You get called to a house. Pt was discharged form hospital to pass away in peace, full DNR etc. Breathing gets a bit difficult and you are called. You decide based on the pt condition that a bit of o2 would be of benefit. Pt does not want to go back to hospital and expects to die that night.

Now would you say thanks very much, sign the paper refusing transport, thats done pack up go home.

Would you leave enough o2 for her to last the night and then come back and collect the cylinder in the morning?

Or...


----------



## firecoins (May 22, 2009)

Scout said:


> Would you leave enough o2 for her to last the night and then come back and collect the cylinder in the morning?



why in the world would you do that?  Your treatment stops with a RMA.  

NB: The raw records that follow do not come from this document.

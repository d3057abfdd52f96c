//! HTTP 控制面：反向代理路由、SSE 事件流、健康检查、暂停/恢复

use std::convert::Infallible;
use std::sync::Arc;
use std::time::Instant;

use axum::{
    body::Bytes,
    extract::State,
    http::StatusCode,
    response::{
        sse::{Event, KeepAlive, Sse},
        IntoResponse, Response,
    },
    routing::{get, post},
    Json, Router,
};
use futures_util::stream;
use serde_json::{json, Value};
use tokio::sync::broadcast;
use tokio_util::sync::CancellationToken;

use crate::core::error::BackendError;
use crate::core::state::StateHandle;
use crate::proxy::{Proxy, TurnEvent};

#[derive(Clone)]
pub struct ControlState {
    pub proxy: Arc<Proxy>,
    pub state: StateHandle,
    pub started: Instant,
}

pub fn router(state: ControlState) -> Router {
    Router::new()
        .route("/v1/chat/completions", post(chat_completions))
        .route("/events", get(events_sse))
        .route("/health", get(health))
        .route("/api/pause", post(pause))
        .route("/api/resume", post(resume))
        .with_state(state)
}

/// 监听直到 cancel 触发
pub async fn serve(bind: &str, state: ControlState, cancel: CancellationToken) -> anyhow::Result<()> {
    let listener = tokio::net::TcpListener::bind(bind).await?;
    tracing::info!("Control surface: http://{}", listener.local_addr()?);
    axum::serve(listener, router(state))
        .with_graceful_shutdown(async move { cancel.cancelled().await })
        .await?;
    Ok(())
}

fn error_body(status: StatusCode, message: String) -> Response {
    (status, Json(json!({"error": {"message": message}}))).into_response()
}

/// POST /v1/chat/completions：任意 OpenAI 兼容请求体走同一条校验/重试/日志路径
async fn chat_completions(State(state): State<ControlState>, body: Bytes) -> Response {
    let request: Value = match serde_json::from_slice(&body) {
        Ok(v) => v,
        Err(e) => return error_body(StatusCode::BAD_REQUEST, format!("invalid json: {}", e)),
    };
    let forwarded = state.proxy.forward(request).await;
    match forwarded.result {
        Ok(completion) => (StatusCode::OK, Json(completion.raw)).into_response(),
        Err(BackendError::Fatal { status, detail }) => error_body(
            StatusCode::from_u16(status).unwrap_or(StatusCode::BAD_GATEWAY),
            detail,
        ),
        Err(e) => error_body(StatusCode::BAD_GATEWAY, e.to_string()),
    }
}

/// GET /events：SSE 回合事件流；落后的观察者跳过缺失事件
async fn events_sse(
    State(state): State<ControlState>,
) -> Sse<impl futures_util::Stream<Item = Result<Event, Infallible>>> {
    let rx = state.proxy.events().subscribe();
    let event_stream = stream::unfold(rx, |mut rx| async move {
        loop {
            match rx.recv().await {
                Ok(ev) => {
                    let data = serde_json::to_string(&ev).unwrap_or_else(|_| "{}".to_string());
                    return Some((Ok(Event::default().data(data)), rx));
                }
                Err(broadcast::error::RecvError::Lagged(_)) => continue,
                Err(broadcast::error::RecvError::Closed) => return None,
            }
        }
    });
    Sse::new(event_stream).keep_alive(
        KeepAlive::new()
            .interval(std::time::Duration::from_secs(15))
            .text("keepalive"),
    )
}

/// GET /health
async fn health(State(state): State<ControlState>) -> Response {
    match state.state.get().await {
        Ok(snap) => Json(json!({
            "status": "ok",
            "turn": snap.state.turn,
            "paused": snap.paused,
            "pause_reason": snap.pause_reason,
            "fail_streak": snap.state.fail_streak,
            "uptime_secs": state.started.elapsed().as_secs(),
            "observers": state.proxy.events().observers(),
            "turns_forwarded": state.proxy.turns_forwarded(),
        }))
        .into_response(),
        Err(e) => error_body(StatusCode::SERVICE_UNAVAILABLE, e.to_string()),
    }
}

/// POST /api/pause
async fn pause(State(state): State<ControlState>) -> Response {
    let reason = "paused via control surface".to_string();
    if let Err(e) = state.state.set_paused(true, reason.clone()).await {
        return error_body(StatusCode::INTERNAL_SERVER_ERROR, e.to_string());
    }
    state.proxy.events().publish(TurnEvent::Paused { reason });
    Json(json!({"paused": true})).into_response()
}

/// POST /api/resume：清除暂停标志并清零失败计数
async fn resume(State(state): State<ControlState>) -> Response {
    let reason = "resumed via control surface".to_string();
    let res = async {
        state.state.set_paused(false, reason.clone()).await?;
        state.state.clear_fail_streak().await
    }
    .await;
    if let Err(e) = res {
        return error_body(StatusCode::INTERNAL_SERVER_ERROR, e.to_string());
    }
    state.proxy.events().publish(TurnEvent::Resumed { reason });
    Json(json!({"paused": false})).into_response()
}
//! 观察层：标记、光栅绘制、虚拟画布、流水线

pub mod canvas;
pub mod marks;
pub mod pipeline;
pub mod raster;

pub use marks::{CursorState, Mark, MarkKind, MarkStore, PointerAction};
pub use pipeline::{observe, Frame, ObservationMode};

Patient is dying and wants to die at home.  They have competed all the paperwork.  Respect their wishes and move on.


----------



## Afflixion (May 22, 2009)

The Pts hospice nurse should have taken care of all comfort measures. So long as the Pt is CAO enough to make decisions form her/himself you get the PT to sign refusal if they truly do not want to go. If they are not get the person with the medical POA to sign. *Though make sure that the DNR order is filled out properly, signed in all the right places by the corresponding people and that it is an out of hospital DNR.*


----------



## Sasha (May 22, 2009)

firecoins said:


> why in the world would you do that?  Your treatment stops with a RMA.
> 
> Patient is dying and wants to die at home.  They have competed all the paperwork.  Respect their wishes and move on.



DNR is not DNT. 

A little O2 by NC will not stop their death, but ease their passing. That's why they still have O2 in room at inpatient hospices. 

I'd call a super and see what they say about it.


----------



## Ridryder911 (May 22, 2009)

Alike others described my service as well does not leave oxygen at patients home. As well, patients do not really always exactly know when they are going to die. 

As a Supervisor, I would obtain the Hospice case manager number and notify her that she has a patient she needs to schedule a visit to. Ensure that the patient family or NOK that is to be notified has been called and make sure the patient is stable enough to make a rationale and justified decision of refusing transport and care. There is not much for the EMS crew to do. 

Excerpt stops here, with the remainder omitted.